Dr Oon Chiew Seng receiving her Honorary Doctor of Letters from NUS Chancellor and Singapore President Madam Halimah Yacob. (Photo source: NUS Yong Loo Lin School of Medicine)

She returned to Singapore in 1946 and resumed her studies at the King Edward Medical College, getting her Licentiate in Medicine and Surgery in 1948.

She was posted to Kandang Kerbau Hospital (KKH) as a houseman, and in 1953, she was awarded a Queen’s Fellowship to train further in Britain. In 1955, she became one of the first women in Southeast Asia to qualify as a member of the Royal College of Obstetricians and Gynaecologists.

On her return, she rejoined KKH but soon left to set up her own practice, making her the first gynaecologist to go into private practice. In 1959, Dr Oon opened her clinic in Armenian Street and ran it for 32 years.

Then there was no support from other specialists, no private hospital to admit deliveries. “I had to set up my own antenatal facilities. My anaesthetist back-up came from a British army doctor who had to promptly return to camp after each delivery. It was a harrowing time as I had to manage any complications arising alone. From a solo practice for many years, I later formed an O&G partnership at the new Mount Elizabeth Hospital in 1978,” she wrote in the 2020 .speech

Dr Oon retired from fulltime clinical work in 1991 when she was 75 years old.

Continues to contribute to medicine and healthcare even after retiring

Even after retiring in 1991, Dr Oon did not slow down. Instead, she went to see then Director of Medical Services Kwa Soon Bee and told him she wanted to build a home for the aged sick. She was already helping at the Sree Narayanan Mission Home for the Aged and Sick and was keen to see more such facilities in Singapore. Dr Kwa suggested she looked into a home for dementia patients.

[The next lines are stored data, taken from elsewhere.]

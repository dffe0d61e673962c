use crate::Assignment;
use crate::due_date::{Clock, DueDate, SystemClock};
use chrono::{DateTime, FixedOffset};

pub mod notion;
pub mod sheets;
pub mod todo;

pub use notion::{ContentBlock, NotionExport, NotionPage, NotionProperties};
pub use sheets::{SHEET_COLUMNS, SheetRow, SheetsExport};
pub use todo::{Bucket, ChecklistItem, TodoExport, TodoTask};

/// Assignments due within this many days (inclusive) are urgent.
pub const URGENT_WITHIN_DAYS: i64 = 3;

/// Reshapes assignments into the three export views.
///
/// Every operation is a pure function of its input and the clock reading.
/// The clock is read once per call so all rows of one export share a "now".
#[derive(Debug, Clone, Default)]
pub struct Transformer<C = SystemClock> {
    clock: C,
}

impl Transformer<SystemClock> {
    pub fn new() -> Self {
        Self::default()
    }
}

impl<C: Clock> Transformer<C> {
    pub fn with_clock(clock: C) -> Self {
        Self { clock }
    }

    pub fn derive_days_until_due(&self, due_date: Option<&str>) -> Option<i64> {
        DueDate::parse(due_date).days_until(self.clock.now())
    }

    pub fn categorize(&self, assignment: &Assignment) -> Bucket {
        categorize_at(assignment, self.clock.now())
    }

    pub fn to_sheets(&self, assignments: &[Assignment]) -> SheetsExport {
        let now = self.clock.now();
        let rows = assignments
            .iter()
            .map(|a| sheets::sheet_row(a, days_until(a, now)))
            .collect();
        SheetsExport { rows }
    }

    pub fn to_notion(&self, assignments: &[Assignment]) -> NotionExport {
        NotionExport {
            pages: assignments.iter().map(NotionPage::from).collect(),
        }
    }

    pub fn to_todo(&self, assignments: &[Assignment]) -> TodoExport {
        let now = self.clock.now();
        let mut export = TodoExport::default();
        for assignment in assignments {
            export.push(categorize_at(assignment, now), TodoTask::from(assignment));
        }
        export
    }
}

fn days_until(assignment: &Assignment, now: DateTime<FixedOffset>) -> Option<i64> {
    DueDate::parse(assignment.due_date.as_deref()).days_until(now)
}

fn categorize_at(assignment: &Assignment, now: DateTime<FixedOffset>) -> Bucket {
    match days_until(assignment, now) {
        Some(days) if days <= URGENT_WITHIN_DAYS => Bucket::Urgent,
        _ if assignment.priority_level().is_some_and(|p| p.is_important()) => Bucket::Important,
        _ => Bucket::Regular,
    }
}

She visited Australia several times to study the dementia care system there, raised funds and secured some government funding, and in 1995 co-founded Apex Harmony Lodge in Pasir Ris. Dr Oon was actively involved in its running until 2012 when she set up the Oon Chiew Seng Fellowship at the NUS Yong Loo Lin School of Medicine, which funds research in women’s health and ageing science.

Dr Oon receiving the Public Service Star from then-President and NUS Chancellor Dr Tony Tan at the 2013 National Day Investiture Awards. (Photo courtesy of Dr Oon’s family)

Among the numerous accolades Dr Oon has received in her lifetime for her clinical and humanitarian work are the Public Service Medal in 2000, the Lifetime Achievement Award from the Ministry of Health in 2011, and the Public Service Star in 2013. She was inducted in the Singapore Women’s Hall of Fame in 2014 given an an honorary degree from the National University of Singapore (NUS) in 2021 for her lifelong dedication to medical education and public service.

In 2019, Dr Oon received the NUS Medicine Alumnus of the Year Award from then-Education Minister Mr Ong Ye Kung. (Photo courtesy of Dr Oon’s family)

Dr Oon herself said in a previous interview, “People have asked me whether I have arrived and am satisfied with my achievements. I asked them, ‘Arrive where?’ Life is not a race. To me, there is no finishing line. It is a journey which I will complete in my own time and at my own pace.”

Dr Oon leaves behind many nephews and nieces, grand and great-grand nephews and nieces.